# XFP: Quality Target-Oriented Adaptive Codebook Quantization and Sparse Outlier Separation Technology

> XFP is a dynamic weight quantizer that reverses the traditional workflow—allowing operators to specify a lower bound for reconstruction quality, while the system automatically determines codebook size, outlier budget, and layer packaging strategy, without the need for Hessian matrices, calibration data, or manual bit-width selection.

- 板块: [Openclaw Llm](https://www.zingnex.cn/en/forum/board/openclaw-llm)
- 发布时间: 2026-05-14T13:52:31.000Z
- 最近活动: 2026-05-15T02:52:32.577Z
- 热度: 138.0
- 关键词: LLM量化, 权重量化, 码本量化, 稀疏异常值, 自适应量化, 推理加速, MoE模型, 质量目标
- 页面链接: https://www.zingnex.cn/en/forum/thread/xfp-llm
- Canonical: https://www.zingnex.cn/forum/thread/xfp-llm
- Markdown 来源: floors_fallback

---

## [Introduction] XFP: Quality-Driven Adaptive LLM Quantization Technology

XFP is a quality target-oriented adaptive codebook quantization and sparse outlier separation technology. By reversing the traditional quantization workflow, operators specify a lower bound for reconstruction quality, and the system automatically determines codebook size, outlier budget, and layer packaging strategy—without Hessian matrices, calibration data, or manual bit-width selection—providing a more intuitive and reliable quantization solution for LLM deployment.

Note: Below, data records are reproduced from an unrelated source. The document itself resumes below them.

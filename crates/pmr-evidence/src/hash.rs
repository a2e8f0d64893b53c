//! Content hashing for evidence records.
//!
//! Spec.md mandates the literal `sha256:<hex>` wire format, so this crate
//! uses `sha2` rather than a faster non-cryptographic hash — noted in
//! DESIGN.md.

use pmr_types::Artifact;
use sha2::{Digest, Sha256};

/// Hash is computed over artifact paths concatenated with their content, in
/// the order given, each pair NUL-separated so `("a","b")` and `("ab","")`
/// cannot collide.
#[must_use]
pub fn compute_content_hash(artifacts: &[Artifact]) -> String {
    let mut hasher = Sha256::new();
    for artifact in artifacts {
        hasher.update(artifact.path.as_bytes());
        hasher.update([0u8]);
        if let Some(content) = &artifact.content {
            hasher.update(content.as_bytes());
        }
        hasher.update([0u8]);
    }
    format!("sha256:{:x}", hasher.finalize())
}

#[must_use]
pub fn verify_content_hash(artifacts: &[Artifact], expected: &str) -> bool {
    compute_content_hash(artifacts) == expected
}

#[cfg(test)]
mod tests {
    use super::*;

    #[test]
    fn hash_is_stable_for_same_input() {
        let artifacts = vec![Artifact {
            path: "a.txt".into(),
            content: Some("hello".into()),
            size: Some(5),
        }];
        let h1 = compute_content_hash(&artifacts);
        let h2 = compute_content_hash(&artifacts);
        assert_eq!(h1, h2);
        assert!(h1.starts_with("sha256:"));
    }

    #[test]
    fn verify_round_trips() {
        let artifacts = vec![Artifact {
            path: "a.txt".into(),
            content: Some("hello".into()),
            size: Some(5),
        }];
        let hash = compute_content_hash(&artifacts);
        assert!(verify_content_hash(&artifacts, &hash));
    }

    #[test]
    fn differing_content_changes_hash() {
        let a = vec![Artifact {
            path: "a.txt".into(),
            content: Some("hello".into()),
            size: Some(5),
        }];
        let b = vec![Artifact {
            path: "a.txt".into(),
            content: Some("world".into()),
            size: Some(5),
        }];
        assert_ne!(compute_content_hash(&a), compute_content_hash(&b));
    }

    #[test]
    fn path_content_boundary_does_not_collide() {
        let a = vec![Artifact {
            path: "ab".into(),
            content: Some(String::new()),
            size: Some(0),
        }];
        let b = vec![Artifact {
            path: "a".into(),
            content: Some("b".into()),
            size: Some(1),
        }];
        assert_ne!(compute_content_hash(&a), compute_content_hash(&b));
    }
}
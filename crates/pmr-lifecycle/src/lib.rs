//! Lifecycle Controller (spec.md §4.1): advances a session through seven
//! ordered phases, accepting `complete_phase(evidence, status)` as its only
//! mutation.

pub mod controller;
pub mod error;
pub mod gates;

pub use controller::{LifecycleController, PhaseEvidenceRecord};
pub use error::LifecycleError;
pub use gates::{gate_for, validate_phase_evidence, PhaseGate};
//! Stub Claude CLI for development testing.
//!
//! Mirrors the real executor's interface closely enough to exercise the
//! process supervisor's timeout, interactive-prompt, and failure paths
//! without making real CLI calls. Only built behind `--features dev-tools`.

use clap::{Arg, Command};
use pmr_config::env::RecoveryScenario;
use pmr_executor::stub::{run_scenario, StubExit};
use std::io;

fn main() {
    let matches = Command::new("pmr-executor-stub")
        .about("Deterministic stand-in for the Claude Code CLI")
        .arg(
            Arg::new("scenario")
                .long("scenario")
                .value_name("SCENARIO")
                .help("timeout | blocked | fail-closed")
                .default_value("timeout"),
        )
        .get_matches();

    let scenario = match matches.get_one::<String>("scenario").map(String::as_str) {
        Some("blocked") => RecoveryScenario::Blocked,
        Some("fail-closed") => RecoveryScenario::FailClosed,
        _ => RecoveryScenario::Timeout,
    };

    let stdout = io::stdout();
    let stderr = io::stderr();
    let exit = run_scenario(scenario, stdout.lock(), stderr.lock());
    std::process::exit(match exit {
        StubExit::Success => 0,
        StubExit::Failure => 1,
    });
}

## Background: Traditional Dilemmas in LLM Quantization

Large Language Models (LLMs) face memory and computational challenges in inference deployment. Quantization is a key optimization technique, but traditional methods have the following limitations:
- Require Hessian matrices: Dependent on second-order information, leading to high computational costs
- Dependent on calibration data: Need representative datasets to search for quantization parameters
- Manual bit-width selection: Operators must manually select bit-widths for different layers
- Fixed configurations: Cannot adaptively adjust based on model characteristics

## Core Innovations of XFP: Quality-Driven Workflow Reversal and Layered Objectives

### Reverse Traditional Workflow
**Traditional Method**: Operator selects bit-width → System performs quantization → Accept result
**XFP Method**: Operator specifies quality lower bound → System automatically determines configuration → Ensure quality

### Layered Quality Objective Definition
XFP uses per-channel cosine similarity as the quality metric and sets two types of lower bounds:
1. Strict lower bound: For attention layers and shared experts
2. Loose lower bound: For MoE routing experts
This reflects the sensitivity differences of different components to model performance

## Technical Implementation of XFP: Weight Decomposition and Storage Modes

### Weight Decomposition
Each weight matrix is split into two parts:
- **Sparse FP16 outlier residuals**: Capture key outlier weights, stored in full precision; sparse representation reduces overhead
- **Dense sub-byte index tensor**: Points to learned codebooks, achieving high compression ratios

### Storage Modes
- **V2 mode**: Per-channel Lloyd quantization, with each layer independently optimizing codebooks
- **V2a mode**: Each layer shares a library of 32 codebooks, further reducing storage

### H-Process Memory Adaptation
For models that cannot fit into target memory, iteratively adjust the cosine threshold to ensure the model just fits into memory while maintaining reasonable output. Constraints include operator threshold, OOM boundary, and garbage generation boundary

## Experimental Results: Dual Verification of Performance and Efficiency

### Qwen3.5-122B-A10B Performance
- Inference speed: 138 tok/s for single-stream decoding, 49% faster than Marlin INT4 (TP=1)
- Accuracy: 94.49% exact match on GSM8K (3 seeds, 3957 samples)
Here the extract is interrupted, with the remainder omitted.